В контексте данной книги стоит признать, что несмотря на мировую известность журнала «Ясная Поляна», использование ряда идей демократическим педагогическим движением за новое воспитание в Европе, России, Америке, самый глубинной смысл стал приоткрываться только в середине XX столетия. Именно в эти годы американская гуманистическая психология совершила революцию во взглядах на практики работы с человеком. А голоса экзистенциальных психологов перекликались с высказываниями Толстого, сделанными еще во второй половине XIX века.
Сосредоточим свое внимание на возможности понять то, чего не поняли не только современники писателя, но исследователи его творчества в советское время. По саркастическому замечанию писателя, после очередного педагогического диспута с педагогами и методистами России ему не удалось «разворошить муравейник тупоумия» (из письма С.А. Толстой).
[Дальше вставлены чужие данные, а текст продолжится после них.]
//! Typed views of Admin API response nodes.
//!
//! Only the fields the orchestration layer actually reads are modeled;
//! everything else stays in the JSON it arrived in.

use serde::Deserialize;
use serde_json::Value;

/// Generic `{ nodes: [...] }` connection shape.
#[derive(Debug, Clone, Deserialize)]
pub struct Nodes<T> {
    pub nodes: Vec<T>,
}

impl<T> Default for Nodes<T> {
    fn default() -> Self {
        Self { nodes: Vec::new() }
    }
}

/// One `selectedOptions` entry on a variant.
#[derive(Debug, Clone, PartialEq, Eq, Deserialize)]
pub struct SelectedOption {
    pub name: String,
    pub value: String,
}

/// `MediaImage.image`.
#[derive(Debug, Clone, Deserialize)]
pub struct ImageRef {
    pub url: String,
}

/// Media processing status.
#[derive(Debug, Clone, Copy, PartialEq, Eq, Deserialize)]
#[serde(rename_all = "SCREAMING_SNAKE_CASE")]
pub enum MediaStatus {
    Uploaded,
    Processing,
    Ready,
    Failed,
}

/// A media node as returned by the product media query.
#[derive(Debug, Clone, Deserialize)]
#[serde(rename_all = "camelCase")]
pub struct MediaNode {
    pub id: String,
    #[serde(default)]
    pub alt: Option<String>,
    #[serde(default)]
    pub image: Option<ImageRef>,
    #[serde(default)]
    pub media_content_type: Option<String>,
    pub status: MediaStatus,
    #[serde(default)]
    pub media_errors: Value,
    #[serde(default)]
    pub media_warnings: Value,
}

/// A media reference inside a variant's `media` connection (no status).
#[derive(Debug, Clone, Deserialize)]
pub struct MediaRef {
    pub id: String,
    #[serde(default)]
    pub image: Option<ImageRef>,
}

/// A variant node from the `productVariants` by-product query.
#[derive(Debug, Clone, Deserialize)]
#[serde(rename_all = "camelCase")]
pub struct VariantNode {
    pub id: String,
    pub title: String,
    #[serde(default)]
    pub display_name: Option<String>,
    #[serde(default)]
    pub sku: Option<String>,
    #[serde(default)]
    pub media: Nodes<MediaRef>,
    #[serde(default)]
    pub selected_options: Vec<SelectedOption>,
}

impl VariantNode {
    /// The value of the named option on this variant, if present.
    #[must_use]
    pub fn option_value(&self, option_name: &str) -> Option<&str> {
        self.selected_options
            .iter()
            .find(|so| so.name == option_name)
            .map(|so| so.value.as_str())
    }
}

/// A variant fetched by ID (`productVariant(id:)`).
#[derive(Debug, Clone, Deserialize)]
#[serde(rename_all = "camelCase")]
pub struct VariantDetail {
    pub id: String,
    pub title: String,
    #[serde(default)]
    pub sku: Option<String>,
    #[serde(default)]
    pub media: Nodes<MediaRef>,
}

/// Bare product reference nested in other nodes.
#[derive(Debug, Clone, Deserialize)]
pub struct ProductRef {
    pub id: String,
    #[serde(default)]
    pub title: Option<String>,
}

/// A variant node from the SKU search, carrying its product.
#[derive(Debug, Clone, Deserialize)]
#[serde(rename_all = "camelCase")]
pub struct VariantWithProduct {
    pub id: String,
    pub title: String,
    #[serde(default)]
    pub sku: Option<String>,
    pub product: ProductRef,
}

/// A metafield node on a product.
#[derive(Debug, Clone, Deserialize)]
pub struct MetafieldNode {
    pub id: String,
    pub namespace: String,
    pub key: String,
    pub value: String,
}

/// A product summary from the `products` search.
#[derive(Debug, Clone, Deserialize)]
#[serde(rename_all = "camelCase")]
pub struct ProductSummary {
    pub id: String,
    pub title: String,
    pub handle: String,
    #[serde(default)]
    pub tags: Vec<String>,
    #[serde(default)]
    pub metafields: Nodes<MetafieldNode>,
}

/// A product option definition.
#[derive(Debug, Clone, Deserialize)]
pub struct ProductOptionNode {
    pub id: String,
    pub name: String,
    #[serde(default)]
    pub values: Vec<String>,
}

/// The `newProduct` payload of `productDuplicate`.
#[derive(Debug, Clone, Deserialize)]
#[serde(rename_all = "camelCase")]
pub struct DuplicatedProduct {
    pub id: String,
    pub handle: String,
    pub title: String,
    pub variants: Nodes<VariantNode>,
    pub options: Vec<ProductOptionNode>,
}

/// One name/value form field of a staged upload target.
#[derive(Debug, Clone, Deserialize)]
pub struct StagedUploadParameter {
    pub name: String,
    pub value: String,
}

/// An ephemeral staged upload target.
#[derive(Debug, Clone, Deserialize)]
#[serde(rename_all = "camelCase")]
pub struct StagedUploadTarget {
    pub url: String,
    pub resource_url: String,
    pub parameters: Vec<StagedUploadParameter>,
}

/// A shop file-library node (only the id and image URL are read).
#[derive(Debug, Clone, Deserialize)]
pub struct FileNode {
    pub id: String,
    #[serde(default)]
    pub image: Option<ImageRef>,
}

/// `inventoryAdjustmentGroup` from `inventorySetQuantities`; null when
/// the write was a no-op.
#[derive(Debug, Clone, Deserialize)]
#[serde(rename_all = "camelCase")]
pub struct InventoryAdjustmentGroup {
    pub id: String,
    #[serde(default)]
    pub reason: Option<String>,
    #[serde(default)]
    pub changes: Vec<InventoryChange>,
}

/// One change entry of an inventory adjustment group.
#[derive(Debug, Clone, Deserialize)]
#[serde(rename_all = "camelCase")]
pub struct InventoryChange {
    pub name: String,
    pub delta: i64,
    #[serde(default)]
    pub quantity_after_change: Option<i64>,
}
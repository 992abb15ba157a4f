//! Image filename handling and description-HTML fragments.
//!
//! Uploaded filenames must match what the CDN will serve, so the same
//! sanitization runs before upload and before any filename-based
//! lookup.

/// Animation classes cycled across description images, by index mod 4.
pub const ANIMATION_CLASSES: [&str; 4] = [
    "reveal_tran_bt",
    "reveal_tran_rl",
    "reveal_tran_lr",
    "reveal_tran_tb",
];

/// Sanitize an image filename for upload and CDN lookup.
///
/// Spaces become underscores, `[` and `)` are stripped, `]` and `(`
/// become underscores.
#[must_use]
pub fn sanitize(name: &str) -> String {
    name.chars()
        .filter_map(|c| match c {
            ' ' | ']' | '(' => Some('_'),
            '[' | ')' => None,
            other => Some(other),
        })
        .collect()
}

/// MIME type derived from an image filename's extension.
#[must_use]
pub fn image_mime_type(name: &str) -> String {
    let ext = name.rsplit_once('.').map_or("", |(_, ext)| ext);
    format!("image/{}", ext.to_lowercase())
}

/// One `<p><img></p>` fragment of a product description.
#[must_use]
pub fn description_fragment(name: &str, sequence: usize, url_prefix: &str) -> String {
    let class = ANIMATION_CLASSES[sequence % ANIMATION_CLASSES.len()];
    format!(
        r#"<p class="{class}"><img src="{url_prefix}/files/{}" alt=""></p>"#,
        sanitize(name)
    )
}

/// The full description HTML for an ordered image set.
#[must_use]
pub fn description_html<'a, I>(names: I, url_prefix: &str) -> String
where
    I: IntoIterator<Item = &'a str>,
{
    names
        .into_iter()
        .enumerate()
        .map(|(i, name)| description_fragment(name, i, url_prefix))
        .collect::<Vec<_>>()
        .join("\n")
}

#[cfg(test)]
mod tests {
    use super::*;

    #[test]
    fn sanitize_replaces_and_strips() {
        assert_eq!(sanitize("look book 01.jpg"), "look_book_01.jpg");
        assert_eq!(sanitize("a[b]c(d)e.png"), "ab_c_de.png");
    }

    #[test]
    fn mime_type_lowercases_extension() {
        assert_eq!(image_mime_type("photo.JPG"), "image/jpg");
        assert_eq!(image_mime_type("layers.psd"), "image/psd");
    }

    #[test]
    fn fragment_uses_cycled_class() {
        let html = description_fragment("x.png", 4, "https://cdn.example.com");
        assert_eq!(
            html,
            r#"<p class="reveal_tran_bt"><img src="https://cdn.example.com/files/x.png" alt=""></p>"#
        );
    }

    #[test]
    fn five_images_cycle_back_to_first_class() {
        let names = ["x.png", "y.png", "z.png", "w.png", "v.png"];
        let html = description_html(names, "https://cdn.example.com");
        let classes: Vec<&str> = html
            .lines()
            .map(|l| l.split('"').nth(1).unwrap())
            .collect();
        assert_eq!(
            classes,
            vec![
                "reveal_tran_bt",
                "reveal_tran_rl",
                "reveal_tran_lr",
                "reveal_tran_tb",
                "reveal_tran_bt",
            ]
        );
    }
}
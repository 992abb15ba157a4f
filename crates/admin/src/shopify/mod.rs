//! Admin API GraphQL client.
//!
//! One send-and-decode primitive ([`AdminClient::run_query`]) carries
//! every query and mutation in [`queries`]; the operation modules group
//! the client's methods by concern:
//!
//! - [`lookup`] - natural-key resolvers
//! - [`products`] - product mutations (duplicate, attributes, variants)
//! - [`media`] - staged uploads, attach/detach, processing wait
//! - [`metafields`] - typed custom-field writers
//! - [`split`] - the split-by-color workflow
//! - [`inventory`] - absolute stock writer

use std::sync::Arc;
use std::time::Duration;

use secrecy::ExposeSecret;
use serde::de::DeserializeOwned;
use serde_json::Value;
use thiserror::Error;
use tracing::instrument;

use crate::config::Config;

pub mod inventory;
pub mod lookup;
pub mod media;
pub mod metafields;
pub mod products;
pub mod queries;
pub mod split;
pub mod types;

/// Errors that can occur when interacting with the Admin API.
#[derive(Debug, Error)]
pub enum AdminError {
    /// HTTP request failed at the network level.
    #[error("HTTP error: {0}")]
    Http(#[from] reqwest::Error),

    /// The endpoint answered with a non-2xx status.
    #[error("transport error: {status} from {url}")]
    Transport { url: String, status: u16 },

    /// The response body carried a top-level `errors` array.
    #[error("GraphQL errors: {errors}\nquery: {query}\nvariables: {variables}")]
    Query {
        errors: Value,
        query: String,
        variables: Value,
    },

    /// JSON (de)serialization failed.
    #[error("JSON parse error: {0}")]
    Parse(#[from] serde_json::Error),

    /// A mutation reported `userErrors`.
    #[error("{mutation} returned user errors: {errors}")]
    UserError { mutation: &'static str, errors: Value },

    /// A natural-key lookup matched nothing.
    #[error("{0}")]
    NotFound(String),

    /// A natural-key lookup matched more than one entity.
    #[error("{0}")]
    Ambiguous(String),

    /// Media transitioned to FAILED while waiting for processing.
    #[error("media processing failed: {0}")]
    MediaProcessingFailed(Value),

    /// The media processing wait exhausted its budget.
    #[error("timed out after {0:?} waiting for media processing")]
    MediaProcessingTimeout(Duration),

    /// A staged byte upload returned something other than 201.
    #[error("upload of {path} to {target_url} failed with status {status}: {body}")]
    UploadFailed {
        path: String,
        target_url: String,
        status: u16,
        body: String,
    },

    /// An invariant the platform is expected to uphold was violated;
    /// indicates schema drift and halts the workflow.
    #[error("assertion failed: {0}")]
    Assertion(String),

    /// Identifier normalization failed.
    #[error(transparent)]
    Id(#[from] apricot_core::IdError),

    /// Local file access failed.
    #[error("I/O error on {path}: {source}")]
    Io {
        path: String,
        #[source]
        source: std::io::Error,
    },
}

/// Admin API GraphQL client.
///
/// Cheap to clone; all state lives behind an `Arc`. Calls are issued
/// strictly sequentially - the orchestration workflows depend on
/// program order (duplicate before prune, create before wait).
///
/// # Security
///
/// Carries the HIGH PRIVILEGE Admin API token.
#[derive(Clone)]
pub struct AdminClient {
    inner: Arc<AdminClientInner>,
}

struct AdminClientInner {
    client: reqwest::Client,
    endpoint: String,
    access_token: secrecy::SecretString,
    poll_interval: Duration,
    poll_timeout: Duration,
    url_prefix: Option<String>,
    dummy_product_id: Option<String>,
}

impl AdminClient {
    /// Create a new Admin API client.
    #[must_use]
    pub fn new(config: &Config) -> Self {
        let base = config
            .api_base
            .clone()
            .unwrap_or_else(|| format!("https://{}.myshopify.com", config.shop));
        let endpoint = format!("{base}/admin/api/{}/graphql.json", config.api_version);

        Self {
            inner: Arc::new(AdminClientInner {
                client: reqwest::Client::new(),
                endpoint,
                access_token: config.access_token.clone(),
                poll_interval: config.poll_interval,
                poll_timeout: config.poll_timeout,
                url_prefix: config.url_prefix.clone(),
                dummy_product_id: config.dummy_product_id.clone(),
            }),
        }
    }

    /// The GraphQL endpoint this client posts to.
    #[must_use]
    pub fn endpoint(&self) -> &str {
        &self.inner.endpoint
    }

    pub(crate) fn http(&self) -> &reqwest::Client {
        &self.inner.client
    }

    pub(crate) fn poll_interval(&self) -> Duration {
        self.inner.poll_interval
    }

    pub(crate) fn poll_timeout(&self) -> Duration {
        self.inner.poll_timeout
    }

    /// The configured CDN prefix for description-image URLs.
    ///
    /// # Errors
    ///
    /// Returns [`AdminError::Assertion`] when unset.
    pub fn url_prefix(&self) -> Result<&str, AdminError> {
        self.inner.url_prefix.as_deref().ok_or_else(|| {
            AdminError::Assertion("SHOPIFY_URL_PREFIX is not configured".to_string())
        })
    }

    /// The configured sidecar product for description images.
    ///
    /// # Errors
    ///
    /// Returns [`AdminError::Assertion`] when unset.
    pub fn dummy_product_id(&self) -> Result<&str, AdminError> {
        self.inner.dummy_product_id.as_deref().ok_or_else(|| {
            AdminError::Assertion("DUMMY_PRODUCT_ID is not configured".to_string())
        })
    }

    /// Execute one GraphQL request and return the `data` object.
    ///
    /// Mutation-local `userErrors` are the caller's responsibility;
    /// see [`check_user_errors`].
    ///
    /// # Errors
    ///
    /// - [`AdminError::Transport`] on a non-2xx response
    /// - [`AdminError::Query`] when the body carries top-level `errors`
    #[instrument(skip_all, fields(endpoint = %self.inner.endpoint))]
    pub async fn run_query(&self, query: &str, variables: Value) -> Result<Value, AdminError> {
        let body = serde_json::json!({ "query": query, "variables": variables });

        let response = self
            .inner
            .client
            .post(&self.inner.endpoint)
            .header("X-Shopify-Access-Token", self.inner.access_token.expose_secret())
            .header("Content-Type", "application/json")
            .json(&body)
            .send()
            .await?;

        let status = response.status();
        if !status.is_success() {
            return Err(AdminError::Transport {
                url: self.inner.endpoint.clone(),
                status: status.as_u16(),
            });
        }

        let mut payload: Value = response.json().await?;
        if let Some(errors) = payload.get("errors").filter(|e| !is_empty_array(e)) {
            return Err(AdminError::Query {
                errors: errors.clone(),
                query: query.to_string(),
                variables: body["variables"].clone(),
            });
        }

        Ok(payload["data"].take())
    }

    /// `run_query` followed by typed extraction of one field of `data`.
    pub(crate) async fn query_field<T: DeserializeOwned>(
        &self,
        query: &str,
        variables: Value,
        field: &str,
    ) -> Result<T, AdminError> {
        let mut data = self.run_query(query, variables).await?;
        Ok(serde_json::from_value(data[field].take())?)
    }
}

fn is_empty_array(value: &Value) -> bool {
    value.as_array().is_some_and(Vec::is_empty) || value.is_null()
}

/// Fail on populated `userErrors` (or `mediaUserErrors`) in a mutation
/// payload.
pub(crate) fn check_user_errors(
    payload: &Value,
    mutation: &'static str,
    field: &str,
) -> Result<(), AdminError> {
    let errors = &payload[mutation][field];
    if errors.as_array().is_some_and(|e| !e.is_empty()) {
        return Err(AdminError::UserError {
            mutation,
            errors: errors.clone(),
        });
    }
    Ok(())
}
Хотя в глубине души Толстой надеялся на здравый смысл русского народа, который не примет ложную традиционную эмпирическую педагогику Запада, которая в эти годы изучалась великим русским педагогом К.Д. Ушинским и была рекомендована к внедрению в российское образование.
В педагогике Толстой для доказательности своих новаторских идей использовал писательское оружиеязык. Язык полный метафор, неожиданных сравнений, аллегорий, которые по выражению критика Н. Страхова, «глубоко западали в душу человека». Эти образы приглашали читателя заглянуть в душу ребенка, понять состояние страха, неуверенности, или радости, любви, сострадания. Пожалуй, в мировой педагогике нам не найти подобных примеров, когда автор прокладывает мостик к пониманию идеи, но не пользуется научным традиционным языком (для Толстого такого научного языка пока не существовало). Язык образов писателя столь убедителен, доказателен, что, вероятно, Толстой переоценивал подготовленность читателей и слушателей. Это он был вынужден публично признать во второй статье «О народном образовании» (1874 г), названной им «педагогической исповедью».